In the listing below, pick out lines with "impl".
Top of EXERCISE MATERIAL
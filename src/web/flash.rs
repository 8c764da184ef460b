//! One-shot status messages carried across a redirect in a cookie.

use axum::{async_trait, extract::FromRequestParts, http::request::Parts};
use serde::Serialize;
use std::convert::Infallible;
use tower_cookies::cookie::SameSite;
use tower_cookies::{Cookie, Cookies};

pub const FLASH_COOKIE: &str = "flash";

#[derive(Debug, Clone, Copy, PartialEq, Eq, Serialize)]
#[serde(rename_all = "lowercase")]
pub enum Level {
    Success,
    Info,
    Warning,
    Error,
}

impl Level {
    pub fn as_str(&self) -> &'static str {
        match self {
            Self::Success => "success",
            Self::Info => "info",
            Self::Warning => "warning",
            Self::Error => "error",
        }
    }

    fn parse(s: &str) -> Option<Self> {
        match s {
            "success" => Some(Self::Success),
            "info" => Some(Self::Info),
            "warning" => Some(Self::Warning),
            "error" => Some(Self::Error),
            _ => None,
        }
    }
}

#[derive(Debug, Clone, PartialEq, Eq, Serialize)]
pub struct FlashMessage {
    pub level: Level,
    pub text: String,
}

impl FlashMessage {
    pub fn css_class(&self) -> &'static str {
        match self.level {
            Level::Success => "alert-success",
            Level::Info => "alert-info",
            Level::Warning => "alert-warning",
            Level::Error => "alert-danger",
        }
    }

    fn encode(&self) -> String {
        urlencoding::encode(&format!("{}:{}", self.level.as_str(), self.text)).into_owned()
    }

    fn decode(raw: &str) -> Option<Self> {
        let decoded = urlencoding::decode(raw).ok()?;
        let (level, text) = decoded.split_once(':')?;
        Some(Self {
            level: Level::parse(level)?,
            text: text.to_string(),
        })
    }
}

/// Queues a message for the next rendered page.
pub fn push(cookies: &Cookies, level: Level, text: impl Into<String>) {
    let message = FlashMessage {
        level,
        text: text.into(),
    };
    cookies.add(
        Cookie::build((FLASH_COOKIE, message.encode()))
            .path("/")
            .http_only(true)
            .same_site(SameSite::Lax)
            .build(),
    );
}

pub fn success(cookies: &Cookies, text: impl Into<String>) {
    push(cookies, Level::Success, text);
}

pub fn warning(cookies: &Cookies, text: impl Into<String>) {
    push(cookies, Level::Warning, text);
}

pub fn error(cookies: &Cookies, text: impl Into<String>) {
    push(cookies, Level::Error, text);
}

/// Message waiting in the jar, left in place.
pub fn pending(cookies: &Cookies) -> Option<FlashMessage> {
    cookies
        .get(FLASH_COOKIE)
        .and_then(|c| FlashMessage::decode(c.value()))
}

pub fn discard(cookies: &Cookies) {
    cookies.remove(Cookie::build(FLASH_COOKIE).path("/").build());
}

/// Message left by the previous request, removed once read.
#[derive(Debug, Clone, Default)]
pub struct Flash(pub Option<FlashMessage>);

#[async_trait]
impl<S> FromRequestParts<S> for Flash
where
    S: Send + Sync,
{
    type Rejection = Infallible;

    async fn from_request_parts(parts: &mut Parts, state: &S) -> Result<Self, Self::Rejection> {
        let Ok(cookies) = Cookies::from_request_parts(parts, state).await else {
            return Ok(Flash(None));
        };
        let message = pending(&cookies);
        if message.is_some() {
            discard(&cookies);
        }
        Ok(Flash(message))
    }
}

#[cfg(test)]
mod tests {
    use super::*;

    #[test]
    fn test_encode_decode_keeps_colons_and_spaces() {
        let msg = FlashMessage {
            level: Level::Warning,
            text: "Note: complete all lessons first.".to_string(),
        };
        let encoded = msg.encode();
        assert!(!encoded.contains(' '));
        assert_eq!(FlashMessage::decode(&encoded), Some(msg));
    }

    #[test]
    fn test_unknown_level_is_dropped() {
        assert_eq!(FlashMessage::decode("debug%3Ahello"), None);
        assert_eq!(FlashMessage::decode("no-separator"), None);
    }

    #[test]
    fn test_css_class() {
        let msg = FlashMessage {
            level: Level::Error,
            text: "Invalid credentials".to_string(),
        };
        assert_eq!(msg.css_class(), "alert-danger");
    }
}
Bottom of EXERCISE MATERIAL
* TASK RESULT:
impl Level {
impl FlashMessage {
pub fn push(cookies: &Cookies, level: Level, text: impl Into<String>) {
pub fn success(cookies: &Cookies, text: impl Into<String>) {
pub fn warning(cookies: &Cookies, text: impl Into<String>) {
pub fn error(cookies: &Cookies, text: impl Into<String>) {
impl<S> FromRequestParts<S> for Flash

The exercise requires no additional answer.